Thursday, February 24, 2011

The Lure of the Pond!

Our book today is Wallace Kirkland's lovely 1969 meditation The Lure of the Pond, which is sparsely but beautifully illustrated by Eugene Karlin and tells the story - in a string of twenty self-contained, poetic chapters - of Kirkland's various encounters with a pond in Wisconsin;
A narrow, winding road led up through a forest of naked trees disrobed by frost, and out upon a clearing. The land sloped gently downward to an abandoned cabin under a large poplar tree. Beyond it was a pond, winter-locked in ice. The brilliant midday sunlight of early March sparkled on a fresh fall of snow. In the distance was a wide expanse of marsh in which were whitened trunks of trees long dead. The left bank of the pond was once a cultivated field. Sumac and wild blackberry bushes now covered it. Along the right side was a tangled growth of willow and swamp maple trees.

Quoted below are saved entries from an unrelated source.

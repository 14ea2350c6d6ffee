// SPDX-License-Identifier: MIT OR Apache-2.0
//! Run records, the run state machine, and the receipt chain head.

use crate::canonical::{ZERO_DIGEST, sha256_hex};
use crate::receipt::StepReceipt;
use chrono::{DateTime, Utc};
use serde::{Deserialize, Serialize};
use uuid::Uuid;

/// Lifecycle state of a run. Terminal states are absorbing.
#[derive(Debug, Clone, Copy, PartialEq, Eq, Hash, Serialize, Deserialize)]
#[serde(rename_all = "snake_case")]
pub enum RunState {
    /// Waiting in the queue.
    Queued,
    /// Currently executing.
    Running,
    /// All tasks completed successfully.
    Succeeded,
    /// A task exhausted its retries, or a plugin was missing.
    Failed,
    /// Cancelled cooperatively before completion.
    Canceled,
}

impl RunState {
    /// `true` for `succeeded`, `failed`, and `canceled`.
    #[must_use]
    pub fn is_terminal(self) -> bool {
        matches!(self, Self::Succeeded | Self::Failed | Self::Canceled)
    }

    /// `true` if `self → next` is a legal transition. A queued run may
    /// start or be cancelled; a running run may only end; terminal states
    /// absorb everything.
    #[must_use]
    pub fn can_transition_to(self, next: RunState) -> bool {
        matches!(
            (self, next),
            (Self::Queued, Self::Running | Self::Canceled)
                | (Self::Running, Self::Succeeded | Self::Failed | Self::Canceled)
        )
    }
}

/// One submitted workflow execution.
#[derive(Debug, Clone, Serialize, Deserialize)]
pub struct Run {
    /// Unique run identifier.
    pub run_id: Uuid,
    /// Digest of the DAG this run executes.
    pub dag_digest: String,
    /// Owning tenant.
    pub tenant: String,
    /// Current lifecycle state.
    pub state: RunState,
    /// Receipts in append order, one per completed task attempt.
    pub receipts: Vec<StepReceipt>,
    /// When the run was created.
    pub created_ts: DateTime<Utc>,
}

impl Run {
    /// Create a freshly-queued run.
    pub fn new(dag_digest: impl Into<String>, tenant: impl Into<String>) -> Self {
        Self {
            run_id: Uuid::new_v4(),
            dag_digest: dag_digest.into(),
            tenant: tenant.into(),
            state: RunState::Queued,
            receipts: Vec::new(),
            created_ts: Utc::now(),
        }
    }

    /// Apply `next` if the transition is legal, returning whether the
    /// state changed. Every state write goes through here so an illegal
    /// transition (double-finish, revive-after-cancel) is a no-op instead
    /// of corruption.
    pub fn transition(&mut self, next: RunState) -> bool {
        if self.state.can_transition_to(next) {
            self.state = next;
            true
        } else {
            false
        }
    }

    /// The current chain head over this run's receipts.
    #[must_use]
    pub fn head(&self) -> String {
        chain_head(&self.receipts)
    }
}

/// Fold the receipt chain: `H₀` is the zero digest, and each receipt
/// extends the head as `SHA-256(hex(prev) ‖ hex(digest(receipt)))` over the
/// concatenated lowercase-hex strings.
///
/// The head is append-only by construction: the head after `n` receipts is
/// an intermediate value of the head after `n + 1`.
#[must_use]
pub fn chain_head(receipts: &[StepReceipt]) -> String {
    let mut head = ZERO_DIGEST.to_string();
    for r in receipts {
        let mut buf = String::with_capacity(128);
        buf.push_str(&head);
        buf.push_str(&r.digest());
        head = sha256_hex(buf.as_bytes());
    }
    head
}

An opening paragraph like that one instills a feeling of sweet peace in the reader - not only because the scene described is itself peaceful, but because we can hear the author's quiet authority, and it's reassuring. Kirkland was a photographer for Life magazine for 25 years, and The Lure of the Pond is suffused with visual imagery. But there's also a tempered wisdom here that comes from sitting quietly and watching the life of a pond forget you're there and resume going about its business. We've explored something of the mystery and joy of ponds before here, and Kirkland's book joins a small shelf-collection of other such titles that are the next best thing to being there.

Of course, given his job, Kirkland has been everywhere, not just to the tangled bank of his own little pond. This book is also alive with the richness of those many travels:
Another morning on the path in the abandoned field I came upon a painted turtle laying eggs. I was reminded of a night on Key Marquesas, beyond Key West, where I had seen a giant hawksbill turtle laying hers. The moon was full, the sea a sheet of yellow glass. She came in on the rising tide, her enormous head breaking the surface a few yards out from shore, and the pent-up air in her lungs was expelled in one tremendous gasp. I crouched and watched her lumber up across the white sand. The moonlight shining on her sea-encrusted shell enveloped her in a phosphorescent aura. She was like an apparition from from another world.

It's late winter here in New England, which means, in the 21st century, that high summer is only about three weeks away (the seasons of Spring and Autumn having been officially abolished during the 'strip-mine our national parks' years of George W. Bush) - the three ponds to which I make regular pilgrimages will all soon be open for business again, bustling with the uncanny microcosm of all life that ponds always present to the patient observer. Kirkland's book elegantly captures that microcosm, even if he does begrudge us his own photos. Karlin's minimalistic line-drawings are plenty compensation enough.